Entre moi et mon frère Ngô-dinh-Diêm , le futur Président de la République du Sud-Vietnam, était intercalé un petit frère mort en bas-âge. Diêm était peut-être celui que je connaissais le mieux quoique pas très intimement à cause de mon état de séminariste et de ses charges de mandarin.

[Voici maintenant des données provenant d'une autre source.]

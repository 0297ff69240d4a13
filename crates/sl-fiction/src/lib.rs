//! Interactive fiction runtime for Storyloom.
//!
//! Takes a [`sl_core::World`] and plays it: free-text commands are parsed,
//! noun phrases are resolved against what the player can see, and each
//! command produces text plus a new [`WorldState`]. Conversations walk
//! dialogue graphs, and puzzles (keys, lockpicking, combinations) are
//! pluggable rules.

/// Session configuration.
pub mod config;
/// The dialogue engine.
pub mod dialogue;
/// Error types for the fiction runtime.
pub mod error;
/// The command interpreter.
pub mod interpreter;
/// Command parsing and entity resolution.
pub mod parser;
/// Keys, locks, lockpicking and combinations.
pub mod puzzle;
/// Text rendering of scenes and prompts.
pub mod render;
/// Interactive fiction session management.
pub mod session;
/// Runtime state and the item ownership ledger.
pub mod state;

pub use config::SessionConfig;
pub use error::{CommandError, CommandResult};
pub use interpreter::{Interpreter, Turn, execute};
pub use parser::{AliasIndex, Command, Direction, EntityRef, Resolution, parse_command};
pub use render::Prompt;
pub use session::{Reply, Session};
pub use state::{ItemLedger, Owner, Pending, WorldState};
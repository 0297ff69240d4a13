use std::collections::BTreeMap;
use std::fmt;

use serde::{Deserialize, Serialize};

use crate::id::ItemId;
use crate::value::Value;

/// The type tag of an item. Extensible via `Custom(String)`.
#[derive(Debug, Clone, Default, PartialEq, Eq, Hash, Serialize, Deserialize)]
#[serde(rename_all = "snake_case")]
pub enum ItemKind {
    /// An ordinary object.
    #[default]
    Generic,
    /// Opens locks whose id matches its `unlocks` property.
    Key,
    /// Holds another item.
    Container,
    /// Grants skill bonuses while carried.
    Tool,
    /// Fixed part of a scene.
    Scenery,
    /// An author-defined type.
    Custom(String),
}

impl ItemKind {
    /// Parse a type tag. Unknown tags become `Custom`.
    pub fn parse(s: &str) -> Self {
        match s.trim().to_lowercase().as_str() {
            "" | "item" | "object" | "generic" => Self::Generic,
            "key" => Self::Key,
            "container" => Self::Container,
            "tool" => Self::Tool,
            "scenery" => Self::Scenery,
            other => Self::Custom(other.to_string()),
        }
    }
}

impl fmt::Display for ItemKind {
    fn fmt(&self, f: &mut fmt::Formatter<'_>) -> fmt::Result {
        match self {
            Self::Generic => write!(f, "generic"),
            Self::Key => write!(f, "key"),
            Self::Container => write!(f, "container"),
            Self::Tool => write!(f, "tool"),
            Self::Scenery => write!(f, "scenery"),
            Self::Custom(s) => write!(f, "{s}"),
        }
    }
}

/// A lock on an item.
#[derive(Debug, Clone, Default, PartialEq, Serialize, Deserialize)]
pub struct Lock {
    /// Whether the lock starts locked.
    pub locked: bool,
    /// Skill total needed to pick the lock. `None` means it cannot be picked.
    pub difficulty: Option<i64>,
    /// Message shown when the lock opens.
    pub on_unlock: Option<String>,
    /// Message shown when a lockpicking attempt fails.
    pub on_fail: Option<String>,
}

/// A known interaction rule carried by an item.
#[derive(Debug, Clone, PartialEq, Serialize, Deserialize)]
#[serde(rename_all = "snake_case")]
pub enum ItemRule {
    /// The item can be locked and unlocked.
    Lock(Lock),
    /// A key that opens the item with this id.
    Unlocks(ItemId),
    /// Bonus added to a player skill while the item is carried.
    SkillBonus {
        /// Skill name, e.g. `lockpicking`.
        skill: String,
        /// Bonus added to the player's skill level.
        bonus: i64,
    },
    /// Message shown on `use` with no target.
    UseMessage(String),
    /// Detailed text shown by `examine`.
    Examine(String),
}

/// An object in the world.
#[derive(Debug, Clone, PartialEq, Serialize, Deserialize)]
pub struct Item {
    /// Unique identifier.
    pub id: ItemId,
    /// Canonical display name.
    pub name: String,
    /// Alternative names the player may type.
    pub aliases: Vec<String>,
    /// Type tag.
    pub kind: ItemKind,
    /// Whether the player can pick the item up.
    pub movable: bool,
    /// Base description.
    pub description: Option<String>,
    /// The item held inside this one, if any.
    pub contains: Option<ItemId>,
    /// Typed interaction rules.
    pub rules: Vec<ItemRule>,
    /// Author-defined properties with no built-in meaning.
    pub properties: BTreeMap<String, Value>,
}

impl Item {
    /// Create a movable generic item.
    pub fn new(id: ItemId, name: impl Into<String>) -> Self {
        Self {
            id,
            name: name.into(),
            aliases: Vec::new(),
            kind: ItemKind::Generic,
            movable: true,
            description: None,
            contains: None,
            rules: Vec::new(),
            properties: BTreeMap::new(),
        }
    }

    /// Set the type tag.
    pub fn with_kind(mut self, kind: ItemKind) -> Self {
        self.kind = kind;
        self
    }

    /// Set the description.
    pub fn with_description(mut self, description: impl Into<String>) -> Self {
        self.description = Some(description.into());
        self
    }

    /// Add an alias.
    pub fn with_alias(mut self, alias: impl Into<String>) -> Self {
        self.aliases.push(alias.into());
        self
    }

    /// Add an interaction rule.
    pub fn with_rule(mut self, rule: ItemRule) -> Self {
        self.rules.push(rule);
        self
    }

    /// Mark the item as fixed in place.
    pub fn immovable(mut self) -> Self {
        self.movable = false;
        self
    }

    /// The canonical name followed by every alias.
    pub fn names(&self) -> impl Iterator<Item = &str> {
        std::iter::once(self.name.as_str()).chain(self.aliases.iter().map(String::as_str))
    }

    /// The lock on this item, if it has one.
    pub fn lock(&self) -> Option<&Lock> {
        self.rules.iter().find_map(|r| match r {
            ItemRule::Lock(lock) => Some(lock),
            _ => None,
        })
    }

    /// The id of the item this key opens.
    pub fn unlocks(&self) -> Option<&ItemId> {
        self.rules.iter().find_map(|r| match r {
            ItemRule::Unlocks(id) => Some(id),
            _ => None,
        })
    }

    /// Bonus this item grants to `skill`.
    pub fn skill_bonus(&self, skill: &str) -> Option<i64> {
        self.rules.iter().find_map(|r| match r {
            ItemRule::SkillBonus { skill: s, bonus } if s.eq_ignore_ascii_case(skill) => {
                Some(*bonus)
            }
            _ => None,
        })
    }

    /// Message shown when the item is used on its own.
    pub fn use_message(&self) -> Option<&str> {
        self.rules.iter().find_map(|r| match r {
            ItemRule::UseMessage(m) => Some(m.as_str()),
            _ => None,
        })
    }

    /// The `examine` text, falling back to the description.
    pub fn examine_text(&self) -> Option<&str> {
        self.rules
            .iter()
            .find_map(|r| match r {
                ItemRule::Examine(t) => Some(t.as_str()),
                _ => None,
            })
            .or(self.description.as_deref())
    }

    /// Whether the item can hold another item.
    pub fn is_container(&self) -> bool {
        self.kind == ItemKind::Container || self.contains.is_some()
    }
}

Mon frère Diêm était unique comme chrétien et comme autodidacte. N’étant pas son confesseur, je ne pouvais pas porter un jugement sur sa sainteté appuyé sur la confession sacramentelle, mais, du dehors, je n’ai jamais aperçu dans sa conduite quelque chose contraire à la loi de Dieu. Certes, il avait ses petits défauts, de petits travers : il avait beaucoup d’efforts à faire pour dompter ses colères, lui qui accomplit ses devoirs d’états à l’instar du plus austère moine, à la vue de la négligence des fonctionnaires sous ses ordres. La vertu qui éclatait chez lui c’était la chasteté, jamais un mot, un regard déplacé, jamais ses yeux ne tombaient sur un roman douteux. Il se contentait des livres de la Bonne Presse. Son temps libre était consacré à s’instruire. Autodidacte, il n’avait eu des études régulières que pendant quelques années chez les Frères des Ecoles Chrétiennes, études couronnées par le diplôme complémentaire acquis avec « maxima cum laude » et félicitations du jury, à l’âge de seize ans et tremblant de fièvre pendant l’examen. Il possédait les caractères chinois et pouvait correspondre par l’écriture chinoise avec les Chinois et les Japonais. Il exagérait, peut-être, quand il désirait se faire comprendre, quoiqu’il connût toutes les nuances de la langue française. Excès de zèle. Excès pour la perfection. Son grand lit de camp était environné d’une palissade de livres de tous genres mais toujours sérieux. Encore petit écolier, il avait une chandelle à côté de son lit, lui-même se levait de bon matin, allumait sa chandelle et, dans la nuit, commençait à étudier ses leçons, à faire ses devoirs. Il était toujours le premier et premier en tous genres. Il fallait un homme pour ramener à la maison sa moisson de couronnes de lauriers et ses gros livres de prix, après chaque fin d’année scolaire.
Je ne l’ai jamais vu perdre son temps. Quand il devint haut-mandarin, avec un traitement meilleur, ses passe-temps furent la photographie et la chasse, mais jamais ces innocentes distractions n’empiétèrent sur ses heures de travail pour le peuple et l’Etat.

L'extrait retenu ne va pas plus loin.